→ **Given information**:
◆ ◆ ◆

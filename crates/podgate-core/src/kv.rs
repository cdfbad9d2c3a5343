use crate::error::GateError;

/// Read-only view of an ordered byte-keyed store.
///
/// `prefix_scan` must return entries in lexicographic key order; a cache
/// overlay must merge its own entries with the parent's, with deletions
/// shadowing parent entries. Implementations never iterate unordered
/// containers; replica determinism depends on it.
pub trait KvRead {
    fn get(&self, key: &[u8]) -> Result<Option<Vec<u8>>, GateError>;

    fn has(&self, key: &[u8]) -> Result<bool, GateError> {
        Ok(self.get(key)?.is_some())
    }

    fn prefix_scan(&self, prefix: &[u8]) -> Result<Vec<(Vec<u8>, Vec<u8>)>, GateError>;
}

/// Mutable ordered byte-keyed store. Cache wrapping (buffered child stores
/// with explicit write/discard) is provided by `podgate-store`.
pub trait KvStore: KvRead {
    fn put(&mut self, key: &[u8], value: &[u8]) -> Result<(), GateError>;

    fn delete(&mut self, key: &[u8]) -> Result<(), GateError>;
}

impl<T: KvRead + ?Sized> KvRead for &T {
    fn get(&self, key: &[u8]) -> Result<Option<Vec<u8>>, GateError> {
        (**self).get(key)
    }

    fn has(&self, key: &[u8]) -> Result<bool, GateError> {
        (**self).has(key)
    }

    fn prefix_scan(&self, prefix: &[u8]) -> Result<Vec<(Vec<u8>, Vec<u8>)>, GateError> {
        (**self).prefix_scan(prefix)
    }
}

impl<T: KvRead + ?Sized> KvRead for std::sync::Arc<T> {
    fn get(&self, key: &[u8]) -> Result<Option<Vec<u8>>, GateError> {
        (**self).get(key)
    }

    fn has(&self, key: &[u8]) -> Result<bool, GateError> {
        (**self).has(key)
    }

    fn prefix_scan(&self, prefix: &[u8]) -> Result<Vec<(Vec<u8>, Vec<u8>)>, GateError> {
        (**self).prefix_scan(prefix)
    }
}
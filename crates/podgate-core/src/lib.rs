pub mod constants;
pub mod context;
pub mod error;
pub mod handler;
pub mod kv;
pub mod msg;
pub mod tx;
pub mod types;

pub use constants::*;
pub use context::AuthContext;
pub use error::{ErrorKind, GateError};
pub use handler::{CheckResult, Decorator, DeliverResult, Event, Handler};
pub use kv::{KvRead, KvStore};
pub use msg::{CreateArtifactMsg, DeleteArtifactMsg, Metadata, Msg};
pub use tx::{FeeInfo, StdSignature, Tx};
pub use types::*;
use serde::Deserialize;
use tracing::info;

use podgate_core::error::GateError;
use podgate_core::kv::KvStore;
use podgate_core::msg::Metadata;
use podgate_core::types::{Address, RoleId};
use podgate_crypto::role_condition;

use crate::bucket::{principal_bucket, role_bucket, RoleBindingBucket, SIGNATURE_INDEX};
use crate::model::{NamedSignature, Permission, Principal, Role};

// ── Genesis file shapes ──────────────────────────────────────────────────────

#[derive(Clone, Debug, Deserialize)]
pub struct GenesisRole {
    pub name: String,
    pub owner: String,
    #[serde(default)]
    pub role_ids: Vec<u64>,
    #[serde(default)]
    pub permissions: Vec<String>,
}

#[derive(Clone, Debug, Deserialize)]
pub struct GenesisSignature {
    pub name: String,
    #[serde(default)]
    pub description: String,
    pub address: String,
}

#[derive(Clone, Debug, Deserialize)]
pub struct GenesisPrincipal {
    pub name: String,
    pub signatures: Vec<GenesisSignature>,
}

#[derive(Clone, Debug, Deserialize)]
pub struct GenesisRoleBinding {
    pub role_id: u64,
    pub signature: String,
}

#[derive(Clone, Debug, Default, Deserialize)]
pub struct GenesisRbac {
    #[serde(default)]
    pub roles: Vec<GenesisRole>,
    #[serde(default)]
    pub principals: Vec<GenesisPrincipal>,
    #[serde(default)]
    pub role_bindings: Vec<GenesisRoleBinding>,
}

// ── Loader ───────────────────────────────────────────────────────────────────

/// Seed roles, principals, and role bindings from genesis.
///
/// Roles are loaded first and may only reference roles that already exist,
/// so an inheritance cycle cannot be constructed. Bindings require both
/// their role and a principal carrying the signature address.
pub fn from_genesis(store: &mut dyn KvStore, genesis: &GenesisRbac) -> Result<(), GateError> {
    add_roles(store, &genesis.roles)?;
    add_principals(store, &genesis.principals)?;
    add_role_bindings(store, &genesis.role_bindings)?;
    info!(
        roles = genesis.roles.len(),
        principals = genesis.principals.len(),
        bindings = genesis.role_bindings.len(),
        "genesis: rbac seeded"
    );
    Ok(())
}

fn add_roles(store: &mut dyn KvStore, roles: &[GenesisRole]) -> Result<(), GateError> {
    let bucket = role_bucket();
    for (i, entry) in roles.iter().enumerate() {
        let id = RoleId(bucket.next_seq(store)?);

        let mut role_ids = Vec::with_capacity(entry.role_ids.len());
        for &dep in &entry.role_ids {
            let dep = RoleId(dep);
            if !bucket.has(&*store, &dep.to_key())? {
                return Err(GateError::Human(format!(
                    "role dependency does not exist: id {dep} required for {:?}",
                    entry.name
                )));
            }
            role_ids.push(dep);
        }

        let role = Role {
            metadata: Metadata::new(),
            id,
            name: entry.name.clone(),
            owner: Address::from_hex(&entry.owner)
                .map_err(|e| GateError::Invalid(format!("[{i}] role owner: {e}")))?,
            address: role_condition(id),
            role_ids,
            permissions: entry.permissions.iter().map(Permission::new).collect(),
        };
        bucket
            .put(store, Some(&id.to_key()), &role)
            .map_err(|e| GateError::Invalid(format!("cannot save #{i} role: {e}")))?;
    }
    Ok(())
}

fn add_principals(
    store: &mut dyn KvStore,
    principals: &[GenesisPrincipal],
) -> Result<(), GateError> {
    let bucket = principal_bucket();
    for (i, entry) in principals.iter().enumerate() {
        let mut signatures = Vec::with_capacity(entry.signatures.len());
        for sig in &entry.signatures {
            signatures.push(NamedSignature {
                name: sig.name.clone(),
                description: sig.description.clone(),
                address: Address::from_hex(&sig.address)
                    .map_err(|e| GateError::Invalid(format!("[{i}] principal signature: {e}")))?,
            });
        }
        let principal = Principal {
            metadata: Metadata::new(),
            name: entry.name.clone(),
            signatures,
        };
        bucket
            .put(store, None, &principal)
            .map_err(|e| GateError::Invalid(format!("cannot save #{i} principal: {e}")))?;
    }
    Ok(())
}

fn add_role_bindings(
    store: &mut dyn KvStore,
    bindings: &[GenesisRoleBinding],
) -> Result<(), GateError> {
    let roles = role_bucket();
    let principals = principal_bucket();
    let binding_bucket = RoleBindingBucket::new();

    for (i, entry) in bindings.iter().enumerate() {
        let role_id = RoleId(entry.role_id);
        if !roles.has(&*store, &role_id.to_key())? {
            return Err(GateError::Human(format!(
                "role dependency does not exist: id {role_id} required for binding #{i}"
            )));
        }

        let signature = Address::from_hex(&entry.signature)
            .map_err(|e| GateError::Invalid(format!("[{i}] binding signature: {e}")))?;
        let owners = principals.by_index(&*store, SIGNATURE_INDEX, signature.as_bytes())?;
        if owners.is_empty() {
            return Err(GateError::Human(format!(
                "principal dependency does not exist: signature {signature} required for binding #{i}"
            )));
        }

        binding_bucket.create(store, role_id, signature)?;
    }
    Ok(())
}

#[cfg(test)]
mod tests {
    use super::*;
    use podgate_core::error::ErrorKind;
    use podgate_store::MemStore;

    fn addr_hex(n: u8) -> String {
        hex::encode([n; 20])
    }

    fn genesis() -> GenesisRbac {
        GenesisRbac {
            roles: vec![
                GenesisRole {
                    name: "admin".into(),
                    owner: addr_hex(1),
                    role_ids: vec![],
                    permissions: vec!["_podgate.*".into()],
                },
                GenesisRole {
                    name: "devops".into(),
                    owner: addr_hex(1),
                    role_ids: vec![1],
                    permissions: vec![],
                },
            ],
            principals: vec![GenesisPrincipal {
                name: "alice".into(),
                signatures: vec![GenesisSignature {
                    name: "alice-key".into(),
                    description: String::new(),
                    address: addr_hex(2),
                }],
            }],
            role_bindings: vec![GenesisRoleBinding {
                role_id: 1,
                signature: addr_hex(2),
            }],
        }
    }

    #[test]
    fn loads_roles_principals_and_bindings() {
        let mut store = MemStore::new();
        from_genesis(&mut store, &genesis()).unwrap();

        let admin = role_bucket().one(&store, &RoleId(1).to_key()).unwrap();
        assert_eq!(admin.name, "admin");
        assert_eq!(admin.address, role_condition(RoleId(1)));

        let devops = role_bucket().one(&store, &RoleId(2).to_key()).unwrap();
        assert_eq!(devops.role_ids, vec![RoleId(1)]);

        let ids = RoleBindingBucket::new()
            .find_role_ids_by_address(&store, &Address::from_hex(&addr_hex(2)).unwrap())
            .unwrap();
        assert_eq!(ids, vec![RoleId(1)]);
    }

    #[test]
    fn forward_role_reference_is_rejected() {
        let mut store = MemStore::new();
        let mut g = genesis();
        // First role inherits an id that does not exist yet.
        g.roles[0].role_ids = vec![2];
        let err = from_genesis(&mut store, &g).unwrap_err();
        assert_eq!(err.kind(), ErrorKind::Human);
    }

    #[test]
    fn binding_requires_known_role() {
        let mut store = MemStore::new();
        let mut g = genesis();
        g.role_bindings[0].role_id = 99;
        let err = from_genesis(&mut store, &g).unwrap_err();
        assert_eq!(err.kind(), ErrorKind::Human);
    }

    #[test]
    fn binding_requires_principal_signature() {
        let mut store = MemStore::new();
        let mut g = genesis();
        g.role_bindings[0].signature = addr_hex(9);
        let err = from_genesis(&mut store, &g).unwrap_err();
        assert_eq!(err.kind(), ErrorKind::Human);
    }
}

◆ ◆ ◆

→ **Work instructions**: Collect, from the material above, every line containing the word "required".

→ **Exercise response**:
                    "role dependency does not exist: id {dep} required for {:?}",
                "role dependency does not exist: id {role_id} required for binding #{i}"
                "principal dependency does not exist: signature {signature} required for binding #{i}"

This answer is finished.